***** Provided records *****

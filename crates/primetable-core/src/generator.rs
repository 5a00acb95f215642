//! Prime generator - estimate, sieve, extract

use tracing::{debug, warn};

use crate::{estimate, sieve, take_primes, PrimeError, PrimeResult};

/// What to do when the sieve yields fewer primes than requested
#[derive(Clone, Copy, Debug, Default, PartialEq, Eq)]
pub enum ShortfallPolicy {
    /// Return the shorter sequence
    #[default]
    Accept,
    /// Double the bound and sieve again until enough primes are found
    Extend,
}

/// Prime generator configuration
#[derive(Clone, Debug, Default)]
pub struct GeneratorConfig {
    /// Largest bound the generator will sieve, `None` for no limit
    pub max_bound: Option<u64>,
    /// Behaviour when the estimated bound is too small
    pub shortfall: ShortfallPolicy,
}

impl GeneratorConfig {
    /// Configuration that refuses bounds above `max_bound`
    pub fn bounded(max_bound: u64) -> Self {
        GeneratorConfig {
            max_bound: Some(max_bound),
            ..Default::default()
        }
    }

    /// Configuration that grows the bound on shortfall
    pub fn extending() -> Self {
        GeneratorConfig {
            shortfall: ShortfallPolicy::Extend,
            ..Default::default()
        }
    }
}

/// Generates the first N primes
#[derive(Clone, Debug, Default)]
pub struct PrimeGenerator {
    config: GeneratorConfig,
}

impl PrimeGenerator {
    /// Create a generator with default configuration
    pub fn new() -> Self {
        Self::with_config(GeneratorConfig::default())
    }

    /// Create a generator with custom configuration
    pub fn with_config(config: GeneratorConfig) -> Self {
        PrimeGenerator { config }
    }

    pub fn config(&self) -> &GeneratorConfig {
        &self.config
    }

    /// First `count` primes in ascending order.
    ///
    /// # Errors
    ///
    /// - [`PrimeError::InvalidArgument`] if `count` is negative
    /// - [`PrimeError::Overflow`] if the bound does not fit in a `u64`
    /// - [`PrimeError::BoundTooLarge`] if the bound exceeds `max_bound`
    pub fn first_n(&self, count: i64) -> PrimeResult<Vec<u64>> {
        if count < 0 {
            return Err(PrimeError::InvalidArgument(format!(
                "Count parameter cannot be negative number: {count}"
            )));
        }
        if count == 0 {
            return Ok(Vec::new());
        }

        let wanted = usize::try_from(count)
            .map_err(|_| PrimeError::Overflow(format!("count {count} is not addressable")))?;
        let bound = estimate(count)?;
        self.collect(wanted, bound)
    }

    /// Sieve from `bound` until `wanted` primes are found or the policy gives up
    fn collect(&self, wanted: usize, mut bound: u64) -> PrimeResult<Vec<u64>> {
        loop {
            self.check_bound(bound)?;

            let markers = sieve(bound)?;
            let primes = take_primes(&markers, wanted);
            debug!(wanted, bound, found = primes.len(), "extracted primes");

            if primes.len() == wanted {
                return Ok(primes);
            }

            match self.config.shortfall {
                ShortfallPolicy::Accept => {
                    warn!(wanted, bound, found = primes.len(), "bound estimate fell short");
                    return Ok(primes);
                }
                ShortfallPolicy::Extend => {
                    bound = bound.checked_mul(2).ok_or_else(|| {
                        PrimeError::Overflow(format!("cannot extend bound {bound}"))
                    })?;
                    warn!(wanted, bound, "bound estimate fell short, extending");
                }
            }
        }
    }

    fn check_bound(&self, bound: u64) -> PrimeResult<()> {
        match self.config.max_bound {
            Some(max) if bound > max => Err(PrimeError::BoundTooLarge { bound, max }),
            _ => Ok(()),
        }
    }
}

/// First `count` primes in ascending order, with default configuration.
///
/// The result can be shorter than `count` if the bound estimate falls
/// short; use a [`PrimeGenerator`] with [`ShortfallPolicy::Extend`] to
/// rule that out.
pub fn first_n_primes(count: i64) -> PrimeResult<Vec<u64>> {
    PrimeGenerator::new().first_n(count)
}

*****

• [What you have to do]:
Tally the lines above that contain the word "markers", and reply with only the number.

• [Result of the task]:
2